The speaker extends their criticism to the entire Anthropic engineering culture, describing it as a "toxic cesspit" and "a cult." They attribute this to the CEO, Dario, whom they believe has a deep disdain for software developers. The speaker claims Dario left OpenAI because he disliked working under engineers (Sam Altman and Greg Brockman). This disdain, the speaker argues, trickles down, causing engineers at Anthropic to dislike their users, leading to the current problematic product and practices. The speaker asserts that engineers at Anthropic are seen as "pawns" who exist only to enable fundraising for researchers.
The speaker also highlights Anthropic's unreliable API billing services, mentioning an incident where T3 Chat's automatic re-billing failed, leading to users being unable to use Anthropic models and receiving erroneous billing error messages, despite Anthropic's own system failing to process payments.
In conclusion, the speaker declares their reservation and attempts at being "nice" are over.

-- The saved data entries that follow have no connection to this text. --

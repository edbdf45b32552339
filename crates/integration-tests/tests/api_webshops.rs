//! Webshop tenants, their subscription and members.

use axum::http::StatusCode;
use serde_json::json;

use webshop_crm_core::UserRole;
use webshop_crm_integration_tests::TestApp;

#[tokio::test]
async fn test_webshop_crud_with_role_gates() {
    let app = TestApp::new().await;
    let staff = app.staff_token(UserRole::User).await;
    let manager = app.staff_token(UserRole::Manager).await;
    let admin = app.staff_token(UserRole::Admin).await;

    let body = json!({ "name": "Fietsenwinkel", "domain": "fietsen.nl" });
    let (status, _) = app.post("/api/webshops", Some(&staff), body.clone()).await;
    assert_eq!(status, StatusCode::FORBIDDEN);

    let (status, created) = app.post("/api/webshops", Some(&manager), body).await;
    assert_eq!(status, StatusCode::CREATED, "{created}");
    assert_eq!(created["webshop"]["subscription_plan"], "starter");
    assert_eq!(created["webshop"]["settings"]["currency"], "EUR");
    let id = created["webshop"]["id"].as_i64().unwrap();
    let uri = format!("/api/webshops/{id}");

    let (status, shop) = app.get(&uri, Some(&staff)).await;
    assert_eq!(status, StatusCode::OK);
    assert_eq!(shop["name"], "Fietsenwinkel");
    assert_eq!(shop["subscription"]["plan"], "starter");
    assert_eq!(shop["subscription"]["status"], "active");
    assert_eq!(shop["members"].as_array().unwrap().len(), 1);
    assert_eq!(shop["members"][0]["role"], "owner");

    let update = json!({ "subscription_plan": "professional" });
    let (status, _) = app.put(&uri, Some(&manager), update.clone()).await;
    assert_eq!(status, StatusCode::FORBIDDEN);
    let (status, updated) = app.put(&uri, Some(&admin), update).await;
    assert_eq!(status, StatusCode::OK, "{updated}");
    assert_eq!(updated["webshop"]["subscription_plan"], "professional");

    let (_, shop) = app.get(&uri, Some(&staff)).await;
    assert_eq!(shop["subscription"]["plan"], "professional");
    assert_eq!(shop["subscription"]["price_monthly"].as_f64(), Some(79.0));

    let (status, body) = app.put(&uri, Some(&admin), json!({})).await;
    assert_eq!(status, StatusCode::BAD_REQUEST);
    assert_eq!(body["error"], "No valid fields to update");

    let (status, _) = app.delete(&uri, Some(&manager)).await;
    assert_eq!(status, StatusCode::FORBIDDEN);
    let (status, _) = app.delete(&uri, Some(&admin)).await;
    assert_eq!(status, StatusCode::OK);

    let (_, list) = app.get("/api/webshops", Some(&staff)).await;
    assert!(list["webshops"].as_array().unwrap().iter().all(|w| w["id"] != id));

    let (status, body) = app.delete("/api/webshops/9999", Some(&admin)).await;
    assert_eq!(status, StatusCode::NOT_FOUND);
    assert_eq!(body["error"], "Webshop not found");
}

#[tokio::test]
async fn test_webshop_settings_must_be_an_object() {
    let app = TestApp::new().await;
    let manager = app.staff_token(UserRole::Manager).await;

    let (status, body) = app
        .post(
            "/api/webshops",
            Some(&manager),
            json!({ "name": "Boekhandel", "settings": ["nl"] }),
        )
        .await;
    assert_eq!(status, StatusCode::BAD_REQUEST);
    assert_eq!(body["errors"][0]["field"], "settings");
}
//! CRM customer routes.

use axum::{
    Json, Router,
    extract::{Path, Query, State},
    http::StatusCode,
    routing::{get, post},
};
use serde::{Deserialize, Serialize};
use tracing::{info, instrument};

use webshop_crm_core::{CustomerId, CustomerStatus, Email, InteractionType, WebshopId};

use crate::{
    db::{CustomerRepository, OrderRepository},
    error::{AppError, FieldError, MissingExt, NotFoundExt, Validator},
    middleware::{RequireManager, RequireStaff},
    models::{
        Customer, CustomerFilter, CustomerUpdate, Interaction, NewCustomer, NewInteraction,
        OrderSummary, PageRequest,
    },
    state::AppState,
};

use super::{JsonBody, MessageResponse, Paginated};

const DEFAULT_COUNTRY: &str = "Nederland";

pub fn router() -> Router<AppState> {
    Router::new()
        .route("/", get(list).post(create))
        .route("/{id}", get(show).put(update).delete(destroy))
        .route("/{id}/interactions", post(add_interaction))
}

#[derive(Debug, Deserialize)]
pub struct ListQuery {
    pub page: Option<i64>,
    pub limit: Option<i64>,
    pub search: Option<String>,
    pub status: Option<CustomerStatus>,
    pub webshop_id: Option<WebshopId>,
}

#[derive(Debug, Serialize)]
pub struct CustomerList {
    pub customers: Vec<Customer>,
}

#[derive(Debug, Serialize)]
pub struct CustomerDetail {
    #[serde(flatten)]
    pub customer: Customer,
    pub orders: Vec<OrderSummary>,
    pub interactions: Vec<Interaction>,
}

#[derive(Debug, Deserialize)]
pub struct CreateCustomerRequest {
    pub email: String,
    pub first_name: String,
    pub last_name: String,
    pub phone: Option<String>,
    pub address: Option<String>,
    pub city: Option<String>,
    pub postal_code: Option<String>,
    pub country: Option<String>,
    pub webshop_id: Option<WebshopId>,
    pub tags: Option<String>,
    pub notes: Option<String>,
}

#[derive(Debug, Deserialize)]
pub struct UpdateCustomerRequest {
    pub email: Option<String>,
    pub first_name: Option<String>,
    pub last_name: Option<String>,
    pub phone: Option<String>,
    pub address: Option<String>,
    pub city: Option<String>,
    pub postal_code: Option<String>,
    pub country: Option<String>,
    pub customer_status: Option<CustomerStatus>,
    pub notes: Option<String>,
}

#[derive(Debug, Serialize)]
pub struct CustomerResponse {
    pub message: &'static str,
    pub customer: Customer,
}

#[derive(Debug, Deserialize)]
pub struct InteractionRequest {
    pub interaction_type: InteractionType,
    pub subject: String,
    pub description: Option<String>,
    pub created_by: Option<String>,
}

#[derive(Debug, Serialize)]
pub struct InteractionResponse {
    pub message: &'static str,
    pub interaction: Interaction,
}

#[instrument(skip(_staff, state))]
async fn list(
    RequireStaff(_staff): RequireStaff,
    State(state): State<AppState>,
    Query(query): Query<ListQuery>,
) -> Result<Json<Paginated<CustomerList>>, AppError> {
    let page = PageRequest::new(query.page, query.limit, 20);
    let filter = CustomerFilter {
        search: query.search.filter(|s| !s.trim().is_empty()),
        status: query.status,
        webshop_id: query.webshop_id,
    };

    let (customers, total) = CustomerRepository::new(state.pool())
        .list(&filter, page)
        .await?;

    Ok(Json(Paginated {
        items: CustomerList { customers },
        pagination: page.paginate(total),
    }))
}

#[instrument(skip(_staff, state))]
async fn show(
    RequireStaff(_staff): RequireStaff,
    State(state): State<AppState>,
    Path(id): Path<CustomerId>,
) -> Result<Json<CustomerDetail>, AppError> {
    let customers = CustomerRepository::new(state.pool());
    let customer = customers.get(id).await.or_not_found("Customer")?;
    let orders = OrderRepository::new(state.pool())
        .list_for_customer(id)
        .await?;
    let interactions = customers.list_interactions(id).await?;

    Ok(Json(CustomerDetail {
        customer,
        orders,
        interactions,
    }))
}

#[instrument(skip(_staff, state, body), fields(email = %body.email))]
async fn create(
    RequireStaff(_staff): RequireStaff,
    State(state): State<AppState>,
    JsonBody(body): JsonBody<CreateCustomerRequest>,
) -> Result<(StatusCode, Json<CustomerResponse>), AppError> {
    Validator::new()
        .required(&body.first_name, "first_name")
        .required(&body.last_name, "last_name")
        .finish()?;
    let email = Email::normalized(&body.email)
        .map_err(|e| AppError::Validation(vec![FieldError::new("email", e.to_string())]))?;

    let customer = CustomerRepository::new(state.pool())
        .create(&NewCustomer {
            webshop_id: body.webshop_id,
            email,
            first_name: body.first_name.trim().to_string(),
            last_name: body.last_name.trim().to_string(),
            phone: body.phone,
            address: body.address,
            city: body.city,
            postal_code: body.postal_code,
            country: body.country.unwrap_or_else(|| DEFAULT_COUNTRY.to_string()),
            tags: body.tags,
            notes: body.notes,
        })
        .await?;

    info!(customer_id = %customer.id, "Customer created");
    Ok((
        StatusCode::CREATED,
        Json(CustomerResponse {
            message: "Customer created successfully",
            customer,
        }),
    ))
}

#[instrument(skip(_staff, state, body))]
async fn update(
    RequireStaff(_staff): RequireStaff,
    State(state): State<AppState>,
    Path(id): Path<CustomerId>,
    JsonBody(body): JsonBody<UpdateCustomerRequest>,
) -> Result<Json<CustomerResponse>, AppError> {
    let email = body
        .email
        .as_deref()
        .map(Email::normalized)
        .transpose()
        .map_err(|e| AppError::BadRequest(e.to_string()))?;

    let update = CustomerUpdate {
        email,
        first_name: body.first_name,
        last_name: body.last_name,
        phone: body.phone,
        address: body.address,
        city: body.city,
        postal_code: body.postal_code,
        country: body.country,
        customer_status: body.customer_status,
        notes: body.notes,
    };
    if update.is_empty() {
        return Err(AppError::BadRequest("No valid fields to update".to_string()));
    }

    let customer = CustomerRepository::new(state.pool())
        .update(id, update)
        .await
        .missing_as("Customer")?;

    info!(customer_id = %id, "Customer updated");
    Ok(Json(CustomerResponse {
        message: "Customer updated successfully",
        customer,
    }))
}

#[instrument(skip(user, state), fields(user_id = %user.id))]
async fn destroy(
    RequireManager(user): RequireManager,
    State(state): State<AppState>,
    Path(id): Path<CustomerId>,
) -> Result<Json<MessageResponse>, AppError> {
    CustomerRepository::new(state.pool())
        .delete(id)
        .await
        .missing_as("Customer")?;

    info!(customer_id = %id, "Customer deleted");
    Ok(Json(MessageResponse::new("Customer deleted successfully")))
}

#[instrument(skip(staff, state, body))]
async fn add_interaction(
    RequireStaff(staff): RequireStaff,
    State(state): State<AppState>,
    Path(id): Path<CustomerId>,
    JsonBody(body): JsonBody<InteractionRequest>,
) -> Result<(StatusCode, Json<InteractionResponse>), AppError> {
    Validator::new().required(&body.subject, "subject").finish()?;

    let customers = CustomerRepository::new(state.pool());
    customers.get(id).await.or_not_found("Customer")?;

    let interaction = customers
        .add_interaction(&NewInteraction {
            customer_id: id,
            interaction_type: body.interaction_type,
            subject: body.subject.trim().to_string(),
            description: body.description,
            created_by: body
                .created_by
                .filter(|name| !name.trim().is_empty())
                .unwrap_or_else(|| "System".to_string()),
        })
        .await?;

    info!(customer_id = %id, user_id = %staff.id, "Customer interaction logged");
    Ok((
        StatusCode::CREATED,
        Json(InteractionResponse {
            message: "Interaction added successfully",
            interaction,
        }),
    ))
}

They challenge Anthropic employees, particularly those working on Claude Code, to reflect on their choices, suggesting they are either knowingly participating in a "fucked up system" for financial gain or are "drinking the Kool-Aid." The speaker, who spends $40,000 a month on Anthropic services, contrasts this experience with OpenAI, where they spend less for better services, support, and a willingness to listen to feedback and fix issues. The speaker feels that Anthropic now actively ignores their feedback due to perceived animosity. They conclude with a direct and expletive-laden condemnation of Anthropic.